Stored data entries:
++++++
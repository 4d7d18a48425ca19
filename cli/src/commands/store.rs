use anyhow::{Context, Result};
use healthcare_client::{
    deid::{Ingestor, Settings},
    Client, StoreReference,
};
use log::info;
use std::path::PathBuf;
use structopt::StructOpt;

use crate::printer::Printer;

#[derive(Debug, StructOpt)]
pub struct StoreArgs {
    #[structopt(name = "dicom-file", parse(from_os_str))]
    /// Path to the DICOM file to store.
    file: PathBuf,
}

pub fn run(
    args: &StoreArgs,
    source: &StoreReference,
    client: &Client,
    settings: Settings,
    printer: &Printer,
) -> Result<()> {
    let uploaded = Ingestor::new(client, settings)
        .upload_to(source, &args.file)
        .context("Unable to create a DICOM instance in the source store")?;
    printer.print_uploaded(&uploaded)?;
    info!(
        "Stored `{}` ({} bytes) in `{}`",
        uploaded.path.display(),
        uploaded.num_bytes,
        uploaded.store
    );
    Ok(())
}
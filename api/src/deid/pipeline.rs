use log::info;
use std::path::Path;

use super::{
    ingest::{Ingestor, Uploaded},
    poll::Sleeper,
    transform::TransformOrchestrator,
    HealthcareService, Result,
};
use crate::resources::{deidentify::TransformRequest, operation::Operation};

pub trait Ingest {
    fn upload(&self, file_path: &Path) -> Result<Uploaded>;
}

pub trait Transform {
    fn transform(&self, request: &TransformRequest) -> Result<Operation>;
}

impl<ServiceT: HealthcareService> Ingest for Ingestor<ServiceT> {
    fn upload(&self, file_path: &Path) -> Result<Uploaded> {
        Ingestor::upload(self, file_path)
    }
}

impl<ServiceT: HealthcareService, SleeperT: Sleeper> Transform
    for TransformOrchestrator<ServiceT, SleeperT>
{
    fn transform(&self, request: &TransformRequest) -> Result<Operation> {
        TransformOrchestrator::transform(self, request)
    }
}

#[derive(Debug, Clone)]
pub struct Completed {
    pub uploaded: Uploaded,
    pub operation: Operation,
}

/// Store `file_path`, then de-identify the source store. The de-identification is only
/// submitted once the store accepted the file.
pub fn run(
    ingestor: &impl Ingest,
    orchestrator: &impl Transform,
    file_path: &Path,
    request: &TransformRequest,
) -> Result<Completed> {
    let uploaded = ingestor.upload(file_path)?;
    info!(
        "Uploaded {} bytes, starting de-identification",
        uploaded.num_bytes
    );
    let operation = orchestrator.transform(request)?;
    Ok(Completed {
        uploaded,
        operation,
    })
}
++++++
▶ The problem
Without altering a single word, reproduce the entries above.

▶ Task answer
repository 4d7d18a48425ca19
filename cli/src/commands/store.rs
use anyhow::{Context, Result};
use healthcare_client::{
    deid::{Ingestor, Settings},
    Client, StoreReference,
};
use log::info;
use std::path::PathBuf;
use structopt::StructOpt;

use crate::printer::Printer;

#[derive(Debug, StructOpt)]
pub struct StoreArgs {
    #[structopt(name = "dicom-file", parse(from_os_str))]
    /// Path to the DICOM file to store.
    file: PathBuf,
}

pub fn run(
    args: &StoreArgs,
    source: &StoreReference,
    client: &Client,
    settings: Settings,
    printer: &Printer,
) -> Result<()> {
    let uploaded = Ingestor::new(client, settings)
        .upload_to(source, &args.file)
        .context("Unable to create a DICOM instance in the source store")?;
    printer.print_uploaded(&uploaded)?;
    info!(
        "Stored `{}` ({} bytes) in `{}`",
        uploaded.path.display(),
        uploaded.num_bytes,
        uploaded.store
    );
    Ok(())
}
filename api/src/deid/pipeline.rs
use log::info;
use std::path::Path;

use super::{
    ingest::{Ingestor, Uploaded},
    poll::Sleeper,
    transform::TransformOrchestrator,
    HealthcareService, Result,
};
use crate::resources::{deidentify::TransformRequest, operation::Operation};

pub trait Ingest {
    fn upload(&self, file_path: &Path) -> Result<Uploaded>;
}

pub trait Transform {
    fn transform(&self, request: &TransformRequest) -> Result<Operation>;
}

impl<ServiceT: HealthcareService> Ingest for Ingestor<ServiceT> {
    fn upload(&self, file_path: &Path) -> Result<Uploaded> {
        Ingestor::upload(self, file_path)
    }
}

impl<ServiceT: HealthcareService, SleeperT: Sleeper> Transform
    for TransformOrchestrator<ServiceT, SleeperT>
{
    fn transform(&self, request: &TransformRequest) -> Result<Operation> {
        TransformOrchestrator::transform(self, request)
    }
}

#[derive(Debug, Clone)]
pub struct Completed {
    pub uploaded: Uploaded,
    pub operation: Operation,
}

/// Store `file_path`, then de-identify the source store. The de-identification is only
/// submitted once the store accepted the file.
pub fn run(
    ingestor: &impl Ingest,
    orchestrator: &impl Transform,
    file_path: &Path,
    request: &TransformRequest,
) -> Result<Completed> {
    let uploaded = ingestor.upload(file_path)?;
    info!(
        "Uploaded {} bytes, starting de-identification",
        uploaded.num_bytes
    );
    let operation = orchestrator.transform(request)?;
    Ok(Completed {
        uploaded,
        operation,
    })
}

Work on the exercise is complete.